By Rebecca Phelps
The WW1 war years were a demanding time for the Church of England and its ministers. Richmond was a busy and growing town and the whole country was still under the influence of Victorian religiosity and values. The vicar of Richmond Parish Church had a high profile in the town and it was with some trepidation that the Reverend Max Binney took over from his deceased and hugely popular predecessor, Canon Proctor. Rev Max Binney, whose service of investiture took place at St Mary Magdalene on 19 September 1900, came to Richmond from his previous post at St Nicholas’ Parish Church in Sutton, St Helens’ in Lancashire. His professional background was that he had gained his theological degree from Kings College Cambridge in 1883 and was appointed assistant curate at St Andrews, Bishop Aukland, Durham. He was appointed vice principal of the Cambridge Clergy Training School in 1888 but relinquished this post on being appointed to his post in Sutton in the same year. While working in Sutton he married Emily Blinkhorn and they had two sons together one of whom became Sir George Binney, a renouned Arctic explorer and writer. It seems that shortly after giving birth to her second son and moving to Richmond, Emily died. The Richmond Local Studies archives hold a touching letter written by Rev Max Binney to his parishioners thanking them for their sympathy following his bereavement and hoping that the experience might further assist him in his ministry to them.

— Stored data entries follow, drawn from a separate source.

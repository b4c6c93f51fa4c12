use thiserror::Error;

use crate::controller::FederationConfig;
use crate::mconfig::FederationMconfig;

#[derive(Error, Debug)]
pub enum MconfigError {
    #[error("Invalid controller config: {0}")]
    Parse(#[from] serde_yaml::Error),

    #[error("Failed to render mconfig: {0}")]
    Render(#[from] serde_json::Error),
}

impl FederationConfig {
    /// Read a controller federation document. Missing sections stay absent.
    pub fn from_yaml(yaml: &str) -> Result<Self, MconfigError> {
        Ok(serde_yaml::from_str(yaml)?)
    }
}

impl FederationMconfig {
    /// Render as the JSON pushed to gateways
    pub fn to_json(&self) -> Result<String, MconfigError> {
        Ok(serde_json::to_string(self)?)
    }

    pub fn from_json(json: &str) -> Result<Self, MconfigError> {
        Ok(serde_json::from_str(json)?)
    }
}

Canon Proctor had presided over plans to meet the needs of the growing local population and consequent lack of space at St Mary Magdalene’s by extending the church buildings and had collected £3,100 pounds for this project. After his death Rev Max Binney put forward a motion that the project should go ahead and the planned new chancel would be built as a memorial to Canon Proctor. Rev Max Binney also decided that he would fund a new side chapel himself to be built as a memorial to his late wife Emily. The plans were produced by the architect George F. Bodley. Following completion of an extension to the church new stained glass windows were added to the chancel, chancel aisles and side chapels. They were given as memorials by various parishioners and the subjects of the windows form a coordinated scheme of design and colour which was drawn up by Rev Max Binney. The large window over the altar in the Binney memorial chapel was funded by Rev Max Binney as a memorial to his father and the Latin inscription reads: ‘ADMG et in memorian Thomae Binney dilectissimi patric tertii prejus paroeciae vicari AD MCMIV’. The subject of the window is a depiction of four saints representing the branches of the Catholic church: St Basil the Great (representative of the Greek Church); St Gregory the Great (representative of the Latin Church); St Augustine of Canterbury (representative of the Anglican Church) and St Columba (representative of the Celtic Church). A side window in the chapel was funded by the sister of Emily Binney.
After what must have been an extremely traumatic and eventful first few years in the Parish of Richmond Rev Max Binney found personal happiness again when he married for the second time to Miss Lilias Lindsay in 1903. Rev Max Binney continued to be a very active vicar: in addition to overseeing and contributing to the substantial alterations to the building of St Mary Magdalene and also a new organ and other improvements to St Mathias he used his business expertise to bring the parish finances into a healthy state, started a Parish Church Relief Committee, served as a member of the Education Committee and cultivated good relationships with Christian workers of other denominations. During the WW1 years he took his ‘stay-at-home’ role very seriously and supported his parishioners in a number of ways and these included:
- Writing a regular and informative newsletter covering the progress of the war and other matters in the monthly parish magazine.
- Praying for those at the front and providing an opportunity for parishioners to take part in weekly inter-cessionary prayers at St Mary’s and St Mathias.
- Providing practical and spiritual support for women via the ‘Mothers Union’ at the church.
- Providing information on the names of local men serving, dying and being honoured in the armed forces.
- Ministering to the wounded soldiers residing in Richmond.
- Assisting with financial and other practical support to parishioners affected by the war.
- Organising organ recitals as a diversion from the ‘all absorbing pain of the war’ for those left at home.
In 1916 at 57 years of age Rev Max Binney surprised his parishioners by announcing that he was to leave Richmond. His reason was that after ‘16 years of strenuous work in Richmond’ he had decided that a younger and more energetic man was required for the job and he would make way by moving to a country parish in Ringwood in the New Forest. At his farewell gathering on 31 January 1917, Rev and Mrs Binney (who had been president of the Richmond branch of the Mothers’ Union) were presented with gifts for their ‘valuable and devoted service’. Sir George Cave, the then Home Secretary who lived locally and who made the presentation, praised Rev Max Binney as ‘a man of character and good judgement who would leave his mark in connection with the Church and Town’.